Kommunen am Abgrund: 100-Milliarden-Loch droht – und die Folgen sind dramatisch
Clara HofmannKommunen am Abgrund: 100-Milliarden-Loch droht – und die Folgen sind dramatisch
Deutscher Landkreistag warnt vor explodierenden Haushaltsdefiziten der Kommunen
Der Deutsche Landkreistag (DLT) hat Alarm geschlagen angesichts stark steigender Defizite in den kommunalen Haushalten. Bereits im dritten Quartal 2025 hatte die Lücke die Marke von 40 Milliarden Euro überschritten – die Prognosen liegen mittlerweile bei über 100 Milliarden. Experten warnen: Ohne schnelle Gegenmaßnahmen drohen massive Kürzungen bei wichtigen öffentlichen Dienstleistungen und der Infrastruktur.
Drei Landkreise haben bereits Klage vor dem Bundesverfassungsgericht eingereicht und fordern eine gerechtere Finanzverteilung, um die eskalierende Krise zu bewältigen. Eine Entscheidung wird noch in diesem Jahr erwartet. Falls die Klagen erfolgreich sind, würde dies einen verbindlichen Präzedenzfall für ganz Deutschland schaffen.
DLT-Präsident Achim Brötel zeigte sich zuversichtlich, dass die Klagen Aussicht auf Erfolg haben. Gleichzeitig warnte er, dass Banken bald keine Kredite mehr an finanziell angeschlagene Kommunen vergeben könnten – was die Lage weiter verschärfen würde. Da die letzten Rücklagen nun aufgebraucht seien, betonte Brötel die Dringlichkeit politischer Lösungen.
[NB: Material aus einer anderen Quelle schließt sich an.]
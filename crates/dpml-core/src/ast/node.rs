/*
 * ast/node.rs
 * Copyright (c) 2025 Posit, PBC
 *
 * Document, Element, Content and Reference nodes.
 */

use std::path::PathBuf;

use dpml_source_map::Range;
use hashlink::LinkedHashMap;
use serde::{Deserialize, Serialize};
use serde_json::{Map, Value};

use super::expression::AttributeValue;

/// Ordered attribute map; iteration follows source order.
pub type Attributes = LinkedHashMap<String, String>;

/// The kind of a node.
#[derive(Debug, Clone, Copy, PartialEq, Eq, Hash, Serialize, Deserialize)]
#[serde(rename_all = "lowercase")]
pub enum NodeType {
    Document,
    Element,
    Content,
    Reference,
}

/// Behavior shared by every node.
pub trait AstNode {
    fn node_type(&self) -> NodeType;
    fn position(&self) -> Range;
}

/// Strictness of a processing run.
#[derive(Debug, Clone, Copy, Default, PartialEq, Eq, Hash, Serialize, Deserialize)]
#[serde(rename_all = "lowercase")]
pub enum DocumentMode {
    Strict,
    #[default]
    Loose,
}

impl DocumentMode {
    /// Parse a `mode` attribute value; anything unrecognized is `None`.
    pub fn from_attribute(value: &str) -> Option<Self> {
        match value.trim().to_ascii_lowercase().as_str() {
            "strict" => Some(DocumentMode::Strict),
            "loose" => Some(DocumentMode::Loose),
            _ => None,
        }
    }
}

#[derive(Debug, Clone, Default, PartialEq, Serialize, Deserialize)]
#[serde(rename_all = "camelCase")]
pub struct DocumentMetadata {
    pub mode: DocumentMode,
    #[serde(skip_serializing_if = "Option::is_none")]
    pub version: Option<String>,
    #[serde(skip_serializing_if = "Option::is_none")]
    pub source_path: Option<PathBuf>,
}

/// Root of a parsed document.
///
/// Its children are exactly the parsed top-level elements.
#[derive(Debug, Clone, Default, PartialEq, Serialize, Deserialize)]
pub struct Document {
    pub children: Vec<Node>,
    pub position: Range,
    pub metadata: DocumentMetadata,
}

/// A tagged element.
///
/// `Clone` and `Drop` walk the subtree with an explicit stack, so element
/// trees of any depth can be copied and released.
#[derive(Debug, PartialEq, Serialize, Deserialize)]
#[serde(rename_all = "camelCase")]
pub struct Element {
    pub tag_name: String,
    pub attributes: Attributes,
    pub children: Vec<Node>,
    pub position: Range,
    /// Annotations written by the processing pipeline.
    #[serde(skip_serializing_if = "Option::is_none")]
    pub metadata: Option<Map<String, Value>>,
    /// Annotations written by the transform chain.
    #[serde(skip_serializing_if = "Option::is_none")]
    pub meta: Option<Map<String, Value>>,
}

#[derive(Debug, Clone, PartialEq, Serialize, Deserialize)]
pub struct Content {
    pub value: String,
    pub position: Range,
}

#[derive(Debug, Clone, PartialEq, Serialize, Deserialize)]
pub struct Reference {
    /// Scheme; `id` when the source had none.
    pub protocol: String,
    /// Never empty; may carry a `#fragment`.
    pub path: String,
    pub position: Range,
    /// Filled in once resolution succeeds.
    #[serde(skip_serializing_if = "Option::is_none")]
    pub resolved: Option<ResolvedValue>,
}

/// What a reference resolved to.
#[derive(Debug, Clone, PartialEq, Serialize, Deserialize)]
#[serde(tag = "kind", content = "value", rename_all = "lowercase")]
pub enum ResolvedValue {
    Text(String),
    Json(Value),
    Element(Box<Element>),
}

#[derive(Debug, Clone, PartialEq, Serialize, Deserialize)]
#[serde(tag = "type", rename_all = "lowercase")]
pub enum Node {
    Element(Element),
    Content(Content),
    Reference(Reference),
}

impl Document {
    pub fn new(children: Vec<Node>) -> Self {
        Self {
            children,
            ..Default::default()
        }
    }

    /// Top-level elements, skipping other node kinds.
    pub fn elements(&self) -> impl Iterator<Item = &Element> {
        self.children.iter().filter_map(Node::as_element)
    }

    /// First element in document order whose `id` matches.
    pub fn find_by_id(&self, id: &str) -> Option<&Element> {
        let mut stack: Vec<&Element> = self.elements().collect();
        stack.reverse();
        while let Some(element) = stack.pop() {
            if element.id() == Some(id) {
                return Some(element);
            }
            stack.extend(element.child_elements().rev());
        }
        None
    }

    /// Every element in depth-first pre-order.
    pub fn all_elements(&self) -> Vec<&Element> {
        let mut out = Vec::new();
        let mut stack: Vec<&Element> = self.elements().collect();
        stack.reverse();
        while let Some(element) = stack.pop() {
            out.push(element);
            stack.extend(element.child_elements().rev());
        }
        out
    }

    /// Every reference node in document order.
    pub fn references(&self) -> Vec<&Reference> {
        let mut out = Vec::new();
        let mut stack: Vec<&Node> = self.children.iter().rev().collect();
        while let Some(node) = stack.pop() {
            match node {
                Node::Reference(reference) => out.push(reference),
                Node::Element(element) => stack.extend(element.children.iter().rev()),
                Node::Content(_) => {}
            }
        }
        out
    }

    /// Node at an index path (first index into `children`, then into element children).
    pub fn node_at(&self, path: &[usize]) -> Option<&Node> {
        let (first, rest) = path.split_first()?;
        let mut node = self.children.get(*first)?;
        for &idx in rest {
            node = node.as_element()?.children.get(idx)?;
        }
        Some(node)
    }

    pub fn node_at_mut(&mut self, path: &[usize]) -> Option<&mut Node> {
        let (first, rest) = path.split_first()?;
        let mut node = self.children.get_mut(*first)?;
        for &idx in rest {
            node = node.as_element_mut()?.children.get_mut(idx)?;
        }
        Some(node)
    }
}

impl Element {
    pub fn new(tag_name: impl Into<String>) -> Self {
        Self {
            tag_name: tag_name.into(),
            attributes: Attributes::new(),
            children: Vec::new(),
            position: Range::default(),
            metadata: None,
            meta: None,
        }
    }

    pub fn with_attribute(mut self, name: impl Into<String>, value: impl Into<String>) -> Self {
        self.attributes.insert(name.into(), value.into());
        self
    }

    pub fn with_child(mut self, child: impl Into<Node>) -> Self {
        self.children.push(child.into());
        self
    }

    pub fn with_position(mut self, position: Range) -> Self {
        self.position = position;
        self
    }

    /// Lowercased tag name, the key used for schema lookup.
    pub fn normalized_tag(&self) -> String {
        self.tag_name.to_lowercase()
    }

    pub fn attribute(&self, name: &str) -> Option<&str> {
        self.attributes.get(name).map(String::as_str)
    }

    pub fn set_attribute(&mut self, name: impl Into<String>, value: impl Into<String>) {
        self.attributes.insert(name.into(), value.into());
    }

    pub fn has_attribute(&self, name: &str) -> bool {
        self.attributes.contains_key(name)
    }

    pub fn id(&self) -> Option<&str> {
        self.attribute("id")
    }

    /// Attribute value classified as literal or expression.
    pub fn attribute_value(&self, name: &str) -> Option<AttributeValue> {
        self.attribute(name).map(AttributeValue::parse)
    }

    /// Attributes whose value is a `${...}` expression, in source order.
    pub fn expression_attributes(&self) -> Vec<(&str, String)> {
        self.attributes
            .iter()
            .filter_map(|(name, value)| match AttributeValue::parse(value) {
                AttributeValue::Expression(expr) => Some((name.as_str(), expr)),
                AttributeValue::Literal(_) => None,
            })
            .collect()
    }

    pub fn child_elements(&self) -> impl DoubleEndedIterator<Item = &Element> {
        self.children.iter().filter_map(Node::as_element)
    }

    pub fn child_elements_mut(&mut self) -> impl Iterator<Item = &mut Element> {
        self.children.iter_mut().filter_map(Node::as_element_mut)
    }

    /// Concatenated text of the subtree; references render as `@protocol:path`.
    pub fn text_content(&self) -> String {
        let mut out = String::new();
        let mut stack: Vec<&Node> = self.children.iter().rev().collect();
        while let Some(node) = stack.pop() {
            match node {
                Node::Content(content) => out.push_str(&content.value),
                Node::Reference(reference) => {
                    out.push('@');
                    out.push_str(&reference.cache_key());
                }
                Node::Element(element) => stack.extend(element.children.iter().rev()),
            }
        }
        out
    }

    /// Processing-pipeline annotations, created on first use.
    pub fn metadata_mut(&mut self) -> &mut Map<String, Value> {
        self.metadata.get_or_insert_with(Map::new)
    }

    /// Transform-chain annotations, created on first use.
    pub fn meta_mut(&mut self) -> &mut Map<String, Value> {
        self.meta.get_or_insert_with(Map::new)
    }

    pub fn meta_value(&self, key: &str) -> Option<&Value> {
        self.meta.as_ref().and_then(|meta| meta.get(key))
    }

    /// Copy of this element without its children.
    pub fn shallow_clone(&self) -> Element {
        Element {
            tag_name: self.tag_name.clone(),
            attributes: self.attributes.clone(),
            children: Vec::new(),
            position: self.position,
            metadata: self.metadata.clone(),
            meta: self.meta.clone(),
        }
    }
}

impl Content {
    pub fn new(value: impl Into<String>, position: Range) -> Self {
        Self {
            value: value.into(),
            position,
        }
    }
}

impl Reference {
    pub fn new(protocol: impl Into<String>, path: impl Into<String>) -> Self {
        Self {
            protocol: protocol.into(),
            path: path.into(),
            position: Range::default(),
            resolved: None,
        }
    }

    pub fn with_position(mut self, position: Range) -> Self {
        self.position = position;
        self
    }

    /// The `protocol:path` key used by the resolution cache.
    pub fn cache_key(&self) -> String {
        format!("{}:{}", self.protocol, self.path)
    }

    /// Split `path` into the target and an optional `#fragment`.
    pub fn split_fragment(&self) -> (&str, Option<&str>) {
        match self.path.split_once('#') {
            Some((target, fragment)) => (target, Some(fragment)),
            None => (self.path.as_str(), None),
        }
    }

    pub fn is_resolved(&self) -> bool {
        self.resolved.is_some()
    }
}

impl Node {
    pub fn as_element(&self) -> Option<&Element> {
        match self {
            Node::Element(element) => Some(element),
            _ => None,
        }
    }

    pub fn as_element_mut(&mut self) -> Option<&mut Element> {
        match self {
            Node::Element(element) => Some(element),
            _ => None,
        }
    }

    pub fn as_content(&self) -> Option<&Content> {
        match self {
            Node::Content(content) => Some(content),
            _ => None,
        }
    }

    pub fn as_reference(&self) -> Option<&Reference> {
        match self {
            Node::Reference(reference) => Some(reference),
            _ => None,
        }
    }

    /// Overwrite the position of this node and its whole subtree.
    pub fn reposition(&mut self, position: Range) {
        let mut stack = vec![self];
        while let Some(node) = stack.pop() {
            match node {
                Node::Element(element) => {
                    element.position = position;
                    stack.extend(element.children.iter_mut());
                }
                Node::Content(content) => content.position = position,
                Node::Reference(reference) => reference.position = position,
            }
        }
    }
}

/// A copy under construction and the source children not yet copied.
struct CloneFrame<'a> {
    copy: Element,
    pending: std::slice::Iter<'a, Node>,
}

impl Clone for Element {
    fn clone(&self) -> Self {
        let mut stack: Vec<CloneFrame<'_>> = Vec::new();
        let mut current = CloneFrame {
            copy: self.shallow_clone(),
            pending: self.children.iter(),
        };
        loop {
            match current.pending.next() {
                Some(Node::Element(child)) => {
                    let frame = CloneFrame {
                        copy: child.shallow_clone(),
                        pending: child.children.iter(),
                    };
                    stack.push(std::mem::replace(&mut current, frame));
                }
                Some(Node::Content(content)) => current.copy.children.push(Node::Content(content.clone())),
                Some(Node::Reference(reference)) => {
                    current.copy.children.push(Node::Reference(reference.clone()))
                }
                None => {
                    let Some(parent) = stack.pop() else {
                        return current.copy;
                    };
                    let finished = std::mem::replace(&mut current, parent);
                    current.copy.children.push(Node::Element(finished.copy));
                }
            }
        }
    }
}

impl Drop for Element {
    fn drop(&mut self) {
        let mut stack = std::mem::take(&mut self.children);
        while let Some(node) = stack.pop() {
            if let Node::Element(mut element) = node {
                stack.append(&mut element.children);
            }
        }
    }
}

impl From<Element> for Node {
    fn from(element: Element) -> Self {
        Node::Element(element)
    }
}

impl From<Content> for Node {
    fn from(content: Content) -> Self {
        Node::Content(content)
    }
}

impl From<Reference> for Node {
    fn from(reference: Reference) -> Self {
        Node::Reference(reference)
    }
}

impl AstNode for Document {
    fn node_type(&self) -> NodeType {
        NodeType::Document
    }

    fn position(&self) -> Range {
        self.position
    }
}

impl AstNode for Element {
    fn node_type(&self) -> NodeType {
        NodeType::Element
    }

    fn position(&self) -> Range {
        self.position
    }
}

impl AstNode for Content {
    fn node_type(&self) -> NodeType {
        NodeType::Content
    }

    fn position(&self) -> Range {
        self.position
    }
}

impl AstNode for Reference {
    fn node_type(&self) -> NodeType {
        NodeType::Reference
    }

    fn position(&self) -> Range {
        self.position
    }
}

impl AstNode for Node {
    fn node_type(&self) -> NodeType {
        match self {
            Node::Element(_) => NodeType::Element,
            Node::Content(_) => NodeType::Content,
            Node::Reference(_) => NodeType::Reference,
        }
    }

    fn position(&self) -> Range {
        match self {
            Node::Element(element) => element.position,
            Node::Content(content) => content.position,
            Node::Reference(reference) => reference.position,
        }
    }
}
Der Verband fordert eine sofortige politische Einigung auf Maßnahmen zur Stabilisierung der kommunalen Finanzen. Ohne Eingreifen könnten unkontrollierte Einschnitte bei essenziellen Leistungen und Infrastrukturprojekten unvermeidbar werden.
Die finanzielle Belastung der Kommunen verschärft sich weiter: Bis Ende 2025 werden die Defizite voraussichtlich über 40 Milliarden Euro betragen. Eine Gerichtsentscheidung in diesem Jahr könnte bundesweite Änderungen bei der Mittelverteilung erzwingen. Findet sich keine Lösung, könnten Kürzungen bei öffentlichen Dienstleistungen und Infrastrukturprojekten folgen – mit spürbaren Auswirkungen für Gemeinden in ganz Deutschland.